INTRODUCTION

TOP ABSTRACT INTRODUCTION METHODS RESULTS DISCUSSION REFERENCES

Intensive care units (ICUs) in rural hospitals can be characterized as low-volume units. Low patient volumes may be related to a number of factors including size and characteristics of the service area population, inter-hospital transfer practices, and poor quality (1). Low-volume units may generate a service demand level insufficient to recruit and retain intensive care specialists, resulting in a staff lacking specialized training and extensive experience in caring for the wide range of the most ill patients. One result is the potential for less than optimal diagnostic and therapeutic patient care practices. Community hospital ICUs with low patient volumes may have low rates of necessary diagnostic tests and therapeutic interventions (2).

From the viewpoint of the survival of the rural hospital, it may be essential to retain and strengthen ICU services. Such services provide a potentially life-saving resource in close proximity to rural populations. Evidence indicates that mortality among acutely ill patients decreased significantly with the development of designated critical care areas (3, 4). Indeed, evidence suggests that many patients treated in critical care areas return to pre-admission living arrangements (5) or functional ability levels (6, 7). Furthermore, patients treated in ICUs frequently report moderate to high levels of quality of life post-treatment (7). Maintaining quality of care in the rural environment despite potential resource limitations thus remains an important goal.

A particularly demanding and resource intense form of ICU care is mechanical ventilation. Mechanical ventilation is used in about 10% of ICU patients, but consumes 50% or more of ICU patient days and ICU resources (10). The reasons for the resource intensity are the heavy technology and professional staff requirements, and the prolonged stays often required for these patients. Guidelines for the care of mechanically ventilated patients are extensive and demanding, including requirements regarding personnel, monitoring and equipment, support services, ventilator management, and general patient management (11).

Research on the characteristics of ICUs that lead to better outcomes has produced conflicting findings. Two multisite studies concluded that lower ICU mortality rates were associated with degree of interaction and coordination of the ICU staff, but were not associated with administrative structural variables (12, 13). One of these studies also found that a patient-centered culture, and strong physician and nurse leadership were also associated with lower mortality (13). It has been suggested that ICUs that possess advanced technology, practice sound management principles, and focus on a narrow range of medical conditions exhibit superior outcomes (14). Lower mortality rates have been associated with better process performance (12), and with full-time staffing by medical and surgical resident teams (15). Cohen and coworkers (16) found in a study of a large teaching hospital that reductions in duration of ventilation and in frequency of some invasive procedures was accomplished by placing an interdisciplinary team in the ICU to supervise ventilatory management. However, the study by Knaus and coworkers (12) found that a full-time intensive care physician team was not essential if nursing-physician coordination was strong. Differences in admission practices, technology, and local practice style may also contribute to differences in resource use and patient outcomes among ICUs (17).

Thus, rural ICUs with limited resources, while providing essential services, may be at risk for providing suboptimal care because of limitations in technology and in staff knowledge and skills stemming from low patient care volume. However, prior evidence (12, 13, 16) suggests that it may be possible to improve care by focusing on processes and coordination, without necessarily changing structural features, technology, or volume. Therefore, we developed an educational outreach program tailored to institution-specific capacity and practices, and designed to improve quality of rural ICU care. We examined the effects of this program through a randomized trial, testing the hypothesis that the outreach program would improve quality of care processes, reduce resource use (i.e., length of stay and days of ventilator use), and improve patient outcomes (i.e., discharge disposition, nosocomial events).

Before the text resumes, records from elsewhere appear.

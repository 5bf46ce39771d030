//! Server module for running provider plugins
//!
//! This module starts a provider's gRPC server on a loopback port and prints
//! the handshake line the host waits for.

use crate::error::Result;
use crate::logging::{init_logging, LogLevel};
use crate::plugin::PROTOCOL_VERSION;
use crate::proto::ResourceProviderServer;
use crate::provider::ResourceProvider;
use std::future::Future;
use std::io::Write;
use std::time::Duration;
use tokio::net::TcpListener;
use tokio::sync::oneshot;
use tokio_stream::wrappers::TcpListenerStream;
use tonic::transport::Server;

/// Server configuration for running a provider plugin
#[derive(Debug, Clone)]
pub struct ServerConfig {
    /// Maximum message size in bytes
    pub max_message_size: usize,
    /// Whether to install a stderr subscriber
    pub enable_logging: bool,
    /// Log level
    pub log_level: LogLevel,
    /// Timeout for graceful shutdown
    pub shutdown_timeout: Duration,
}

impl Default for ServerConfig {
    fn default() -> Self {
        Self {
            max_message_size: 256 << 20, // 256MB
            enable_logging: true,
            log_level: LogLevel::Info,
            shutdown_timeout: Duration::from_secs(30),
        }
    }
}

impl ServerConfig {
    /// Create a new server configuration with default values
    pub fn new() -> Self {
        Self::default()
    }

    /// Set the maximum message size
    pub fn with_max_message_size(mut self, size: usize) -> Self {
        self.max_message_size = size;
        self
    }

    /// Disable logging
    pub fn without_logging(mut self) -> Self {
        self.enable_logging = false;
        self
    }

    /// Set the log level
    pub fn with_log_level(mut self, level: LogLevel) -> Self {
        self.log_level = level;
        self
    }

    /// Set the shutdown timeout
    pub fn with_shutdown_timeout(mut self, timeout: Duration) -> Self {
        self.shutdown_timeout = timeout;
        self
    }
}

/// Handshake line announcing `addr` to the host
pub fn handshake_line(addr: std::net::SocketAddr) -> String {
    format!("{}|tcp|{}|grpc", PROTOCOL_VERSION, addr)
}

/// Main entry point for running a provider
///
/// Binds a loopback port, prints the handshake on stdout and serves until
/// ctrl-c. In-flight calls then get up to `shutdown_timeout` to finish.
pub async fn serve(provider: ResourceProvider, config: ServerConfig) -> Result<()> {
    if config.enable_logging {
        init_logging(config.log_level);
    }

    let listener = TcpListener::bind("127.0.0.1:0").await?;
    let addr = listener.local_addr()?;

    let mut stdout = std::io::stdout();
    writeln!(stdout, "{}", handshake_line(addr))?;
    stdout.flush()?;
    tracing::info!(package = %provider.package(), addr = %addr, "Provider server started");

    let (stop_tx, stop_rx) = oneshot::channel::<()>();
    let server = run(listener, provider, config.max_message_size, async move {
        let _ = stop_rx.await;
    });
    tokio::pin!(server);

    tokio::select! {
        result = &mut server => return result,
        _ = tokio::signal::ctrl_c() => {
            tracing::info!("Shutdown requested");
        }
    }

    let _ = stop_tx.send(());
    match tokio::time::timeout(config.shutdown_timeout, server).await {
        Ok(result) => result,
        Err(_) => {
            tracing::warn!(timeout = ?config.shutdown_timeout, "Graceful shutdown timed out");
            Ok(())
        }
    }
}

/// Convenience function to run a provider with default configuration
pub async fn serve_default(provider: ResourceProvider) -> Result<()> {
    serve(provider, ServerConfig::default()).await
}

/// Serves `provider` on an already bound listener until `shutdown` resolves
pub async fn serve_on<F>(listener: TcpListener, provider: ResourceProvider, shutdown: F) -> Result<()>
where
    F: Future<Output = ()> + Send,
{
    run(listener, provider, ServerConfig::default().max_message_size, shutdown).await
}

async fn run<F>(
    listener: TcpListener,
    provider: ResourceProvider,
    max_message_size: usize,
    shutdown: F,
) -> Result<()>
where
    F: Future<Output = ()> + Send,
{
    let service = ResourceProviderServer::new(provider)
        .max_decoding_message_size(max_message_size)
        .max_encoding_message_size(max_message_size);

    Server::builder()
        .add_service(service)
        .serve_with_incoming_shutdown(TcpListenerStream::new(listener), shutdown)
        .await?;

    Ok(())
}
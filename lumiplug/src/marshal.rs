//! Conversion between property maps and the wire representation
//!
//! Properties travel as `google.protobuf.Struct` documents. How resource
//! references and unknown values are encoded depends on the phase of the call,
//! which callers describe with [`MarshalOptions`].
//!
//! A reference that travels unresolved is a struct carrying
//! [`REFERENCE_SIGNATURE_KEY`] next to its URN, so a string that merely looks
//! like a URN is never mistaken for one.

use crate::error::{LumiplugError, Result};
use crate::property::{Id, PropertyKey, PropertyMap, PropertyValue};
use crate::tokens::Urn;
use prost_types::{value::Kind, ListValue, Struct, Value};
use std::collections::{BTreeMap, HashMap};
use std::sync::{PoisonError, RwLock};

/// Wire encoding of an unknown value
///
/// The string is a fixed UUID so it cannot collide with ordinary values.
pub const UNKNOWN_SENTINEL: &str = "04da6b54-80e4-46f7-96ec-b56ff0331ba9";

/// Field that marks a struct as an unresolved resource reference
pub const REFERENCE_SIGNATURE_KEY: &str = "4dabf18193072939515e22adb298388d";
/// Value stored under [`REFERENCE_SIGNATURE_KEY`]
pub const REFERENCE_SIGNATURE: &str = "5cf8f73096256a8f31e491e813e4eb8e";
const REFERENCE_URN_KEY: &str = "urn";

/// Phase-dependent marshaling policy
#[derive(Debug, Clone, Copy, Default, PartialEq, Eq)]
pub struct MarshalOptions {
    /// References that cannot be resolved yet may be sent as URNs
    pub allow_old_references: bool,
    /// References are always sent as URNs, never resolved
    pub raw_references: bool,
}

impl MarshalOptions {
    /// Pre-create calls: nothing needs to resolve yet
    pub fn preview() -> Self {
        Self {
            allow_old_references: true,
            raw_references: true,
        }
    }

    /// Diff calls: references stay as URNs on both sides so they compare equal
    pub fn raw() -> Self {
        Self {
            allow_old_references: false,
            raw_references: true,
        }
    }

    /// Prior state that may predate resolution of its references
    pub fn old_state() -> Self {
        Self {
            allow_old_references: true,
            raw_references: false,
        }
    }
}

/// Maps resource references to the IDs their resources were given
pub trait ReferenceResolver: Send + Sync {
    fn resolve(&self, urn: &Urn) -> Option<Id>;
}

/// Resolver for callers that never use references
#[derive(Debug, Clone, Copy, Default)]
pub struct NoReferences;

impl ReferenceResolver for NoReferences {
    fn resolve(&self, _urn: &Urn) -> Option<Id> {
        None
    }
}

/// In-memory reference table filled in as resources are created
#[derive(Debug, Default)]
pub struct ReferenceTable {
    ids: RwLock<HashMap<Urn, Id>>,
}

impl ReferenceTable {
    pub fn new() -> Self {
        Self::default()
    }

    // The map stays consistent across a panicking writer, so poisoning is ignored.
    pub fn record(&self, urn: Urn, id: Id) {
        self.ids
            .write()
            .unwrap_or_else(PoisonError::into_inner)
            .insert(urn, id);
    }

    pub fn forget(&self, urn: &Urn) {
        self.ids
            .write()
            .unwrap_or_else(PoisonError::into_inner)
            .remove(urn);
    }
}

impl ReferenceResolver for ReferenceTable {
    fn resolve(&self, urn: &Urn) -> Option<Id> {
        self.ids
            .read()
            .unwrap_or_else(PoisonError::into_inner)
            .get(urn)
            .cloned()
    }
}

/// Marshals a property map; unknowns are encoded with [`UNKNOWN_SENTINEL`]
pub fn marshal_properties(
    props: &PropertyMap,
    opts: MarshalOptions,
    resolver: &dyn ReferenceResolver,
) -> Result<Struct> {
    let mut fields = BTreeMap::new();
    for (key, value) in props {
        fields.insert(key.clone(), marshal_value(key, value, opts, resolver)?);
    }
    Ok(Struct { fields })
}

/// Marshals a property map and reports which top-level keys hold unknowns
pub fn marshal_properties_with_unknowns(
    props: &PropertyMap,
    opts: MarshalOptions,
    resolver: &dyn ReferenceResolver,
) -> Result<(Struct, Vec<PropertyKey>)> {
    let wire = marshal_properties(props, opts, resolver)?;
    Ok((wire, props.unknown_keys()))
}

fn marshal_value(
    key: &str,
    value: &PropertyValue,
    opts: MarshalOptions,
    resolver: &dyn ReferenceResolver,
) -> Result<Value> {
    let kind = match value {
        PropertyValue::Null => Kind::NullValue(0),
        PropertyValue::Bool(b) => Kind::BoolValue(*b),
        PropertyValue::Number(n) => Kind::NumberValue(*n),
        PropertyValue::String(s) => Kind::StringValue(s.clone()),
        PropertyValue::Array(items) => Kind::ListValue(ListValue {
            values: items
                .iter()
                .map(|item| marshal_value(key, item, opts, resolver))
                .collect::<Result<Vec<_>>>()?,
        }),
        PropertyValue::Object(map) => Kind::StructValue(marshal_properties(map, opts, resolver)?),
        PropertyValue::Resource(urn) => marshal_reference(key, urn, opts, resolver)?,
        PropertyValue::Unknown => Kind::StringValue(UNKNOWN_SENTINEL.to_string()),
    };
    Ok(Value { kind: Some(kind) })
}

fn marshal_reference(
    key: &str,
    urn: &Urn,
    opts: MarshalOptions,
    resolver: &dyn ReferenceResolver,
) -> Result<Kind> {
    if opts.raw_references {
        return Ok(reference_struct(urn));
    }
    match resolver.resolve(urn) {
        Some(id) => Ok(Kind::StringValue(id.to_string())),
        None if opts.allow_old_references => Ok(reference_struct(urn)),
        None => Err(LumiplugError::Marshal {
            key: key.to_string(),
            message: format!("reference to {} has no ID yet", urn),
        }),
    }
}

fn reference_struct(urn: &Urn) -> Kind {
    let string = |s: String| Value {
        kind: Some(Kind::StringValue(s)),
    };
    let mut fields = BTreeMap::new();
    fields.insert(
        REFERENCE_SIGNATURE_KEY.to_string(),
        string(REFERENCE_SIGNATURE.to_string()),
    );
    fields.insert(REFERENCE_URN_KEY.to_string(), string(urn.to_string()));
    Kind::StructValue(Struct { fields })
}

/// The URN of a tagged reference struct, if `wire` is one
fn reference_urn(wire: &Struct) -> Option<Urn> {
    let signed = matches!(
        wire.fields.get(REFERENCE_SIGNATURE_KEY).and_then(|v| v.kind.as_ref()),
        Some(Kind::StringValue(sig)) if sig == REFERENCE_SIGNATURE
    );
    if !signed || wire.fields.len() != 2 {
        return None;
    }
    match wire.fields.get(REFERENCE_URN_KEY).and_then(|v| v.kind.as_ref()) {
        Some(Kind::StringValue(urn)) => Urn::new(urn.clone()).ok(),
        _ => None,
    }
}

/// Unmarshals a wire struct into a new property map
///
/// Tagged references come back as [`PropertyValue::Resource`] whatever the
/// options; the options only mirror the ones the document was marshaled with.
pub fn unmarshal_properties(wire: &Struct, _opts: MarshalOptions) -> PropertyMap {
    unmarshal_struct(wire)
}

fn unmarshal_struct(wire: &Struct) -> PropertyMap {
    wire.fields
        .iter()
        .map(|(key, value)| (key.clone(), unmarshal_value(value)))
        .collect()
}

/// Unmarshals a wire struct into an existing map, overwriting reported keys only
pub fn unmarshal_properties_into(wire: &Struct, props: &mut PropertyMap, opts: MarshalOptions) {
    props.merge(unmarshal_properties(wire, opts));
}

fn unmarshal_value(value: &Value) -> PropertyValue {
    match &value.kind {
        None | Some(Kind::NullValue(_)) => PropertyValue::Null,
        Some(Kind::BoolValue(b)) => PropertyValue::Bool(*b),
        Some(Kind::NumberValue(n)) => PropertyValue::Number(*n),
        Some(Kind::StringValue(s)) if s == UNKNOWN_SENTINEL => PropertyValue::Unknown,
        Some(Kind::StringValue(s)) => PropertyValue::String(s.clone()),
        Some(Kind::ListValue(list)) => {
            PropertyValue::Array(list.values.iter().map(unmarshal_value).collect())
        }
        Some(Kind::StructValue(s)) => match reference_urn(s) {
            Some(urn) => PropertyValue::Resource(urn),
            None => PropertyValue::Object(unmarshal_struct(s)),
        },
    }
}
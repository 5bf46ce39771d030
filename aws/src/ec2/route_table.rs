//! EC2 route table

use async_trait::async_trait;
use lumiplug::diff::ObjectDiff;
use lumiplug::{Context, FieldKind, Id, ProviderError, ResourceOps, ResourceSchema, Type};
use serde::{Deserialize, Serialize};
use std::sync::Arc;

use crate::cloud::Cloud;

pub const TOKEN: &str = "aws:ec2/routeTable:RouteTable";

#[derive(Debug, Clone, Default, PartialEq, Serialize, Deserialize)]
#[serde(default)]
pub struct RouteTable {
    pub name: String,
    pub vpc: String,
}

pub fn schema() -> ResourceSchema {
    ResourceSchema::builder(Type::new(TOKEN).expect("valid route table token"))
        .required_replace("name", FieldKind::String)
        .required_replace("vpc", FieldKind::Id)
        .build()
}

pub struct RouteTableOps {
    cloud: Arc<Cloud>,
}

impl RouteTableOps {
    pub fn new(cloud: Arc<Cloud>) -> Self {
        Self { cloud }
    }
}

#[async_trait]
impl ResourceOps for RouteTableOps {
    type Resource = RouteTable;

    async fn create(&self, _ctx: Context, table: RouteTable) -> Result<Id, ProviderError> {
        let id = self.cloud.allocate("rtb");
        self.cloud.route_tables.insert(id.clone(), table)?;
        tracing::info!(id = %id, "Created route table");
        Ok(id)
    }

    async fn get(&self, _ctx: Context, id: Id) -> Result<RouteTable, ProviderError> {
        self.cloud.route_tables.get(&id)
    }

    async fn update(
        &self,
        _ctx: Context,
        id: Id,
        _old: RouteTable,
        _new: RouteTable,
        _diff: ObjectDiff,
    ) -> Result<(), ProviderError> {
        Err(ProviderError::Failed(format!(
            "route table {} cannot be updated in place",
            id
        )))
    }

    async fn delete(&self, _ctx: Context, id: Id) -> Result<(), ProviderError> {
        self.cloud.route_tables.remove(&id)?;
        tracing::info!(id = %id, "Deleted route table");
        Ok(())
    }
}
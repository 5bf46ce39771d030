use std::path::PathBuf;

fn main() -> Result<(), Box<dyn std::error::Error>> {
    // Use the vendored protoc and well-known types unless the environment provides protoc
    if std::env::var_os("PROTOC").is_none() {
        std::env::set_var("PROTOC", protoc_bin_vendored::protoc_bin_path()?);
    }

    let protos = [PathBuf::from("proto/lumirpc.proto")];
    let includes = [PathBuf::from("proto"), protoc_bin_vendored::include_path()?];

    tonic_build::configure()
        .build_server(true)
        .build_client(true)
        .compile_protos(&protos, &includes)?;

    println!("cargo:rerun-if-changed=proto/lumirpc.proto");
    Ok(())
}
//! Resource trait implemented by provider plugins
//!
//! One [`ResourceOps`] implementation handles one resource kind. It works on a
//! typed `Resource` structure; the provider decodes incoming property maps
//! against the kind's schema before calling it.

use crate::context::Context;
use crate::diff::ObjectDiff;
use crate::error::ProviderError;
use crate::property::{CheckFailure, Id, PropertyKey, PropertyMap};
use async_trait::async_trait;
use serde::de::DeserializeOwned;
use serde::Serialize;

/// Provider-specific verdict on a proposed change
#[derive(Debug, Clone, Default, PartialEq)]
pub struct Inspection {
    /// Keys that force replacement beyond the schema's static triggers
    pub replaces: Vec<PropertyKey>,
    /// Property values the provider computed for the new state
    pub changes: PropertyMap,
}

impl Inspection {
    pub fn replace(keys: impl IntoIterator<Item = impl Into<PropertyKey>>) -> Self {
        Self {
            replaces: keys.into_iter().map(Into::into).collect(),
            changes: PropertyMap::new(),
        }
    }
}

/// Lifecycle operations for one resource kind
#[async_trait]
pub trait ResourceOps: Send + Sync + 'static {
    /// Typed form of the kind's properties
    type Resource: Serialize + DeserializeOwned + Send + Sync;

    /// Validation beyond what the schema expresses
    async fn check(&self, _ctx: Context, _resource: Self::Resource) -> Vec<CheckFailure> {
        Vec::new()
    }

    async fn create(&self, ctx: Context, resource: Self::Resource) -> Result<Id, ProviderError>;

    async fn get(&self, ctx: Context, id: Id) -> Result<Self::Resource, ProviderError>;

    /// Reports replacement triggers that depend on the values involved
    ///
    /// Only called when old and new differ.
    async fn inspect_change(
        &self,
        _ctx: Context,
        _id: Id,
        _old: Self::Resource,
        _new: Self::Resource,
        _diff: ObjectDiff,
    ) -> Result<Inspection, ProviderError> {
        Ok(Inspection::default())
    }

    async fn update(
        &self,
        ctx: Context,
        id: Id,
        old: Self::Resource,
        new: Self::Resource,
        diff: ObjectDiff,
    ) -> Result<(), ProviderError>;

    async fn delete(&self, ctx: Context, id: Id) -> Result<(), ProviderError>;
}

The outreach program is modeled after a neonatal outreach approach in place in Iowa since 1973 (18). Core features of the program include the use of a university-based team of specialists with strong clinical backgrounds sensitive to the practical problems of providing care in a rural setting, and visits by the team to the rural setting where records are reviewed and individualized feedback provided to local staff and doctors. Record audits with face-to-face provider feedback were used because of past studies demonstrating this approach as an effective means of changing physician behavior (19).

	METHODS

TOP ABSTRACT INTRODUCTION METHODS RESULTS DISCUSSION REFERENCES

Study Design

Twenty rural acute care hospitals in Iowa were recruited into the study through contacts between one of the authors (J.F.) and the hospital administrators and/or medical directors. The hospitals included seven Health Care Financing Administration (HCFA) designated rural referral hospitals, which are larger than other rural hospitals with more specialized staff and technologies. Twelve of the 20 hospitals were assigned randomly to the intervention condition and eight to the control condition, based on statistical power analyses from pilot studies. Four of the 12 intervention hospitals were rural referral facilities, as were three of the eight control hospitals. Data on patient care processes, outcomes, and resource use were collected at all 20 hospitals prior to and after the educational program. The study was approved by the university's institutional review board.

Data Collection

A nurse was trained in the data collection protocol. During training the nurse and the members of the outreach team independently reviewed a sample of ICU charts from the academic medical center and completed the data collection protocol. The nurse and team compared and discussed their reviews, and resolved differences. During the rural hospital visits a sample of records was reviewed independently by both the nurse and the team; kappa interrater reliability for these records was greater than 0.90.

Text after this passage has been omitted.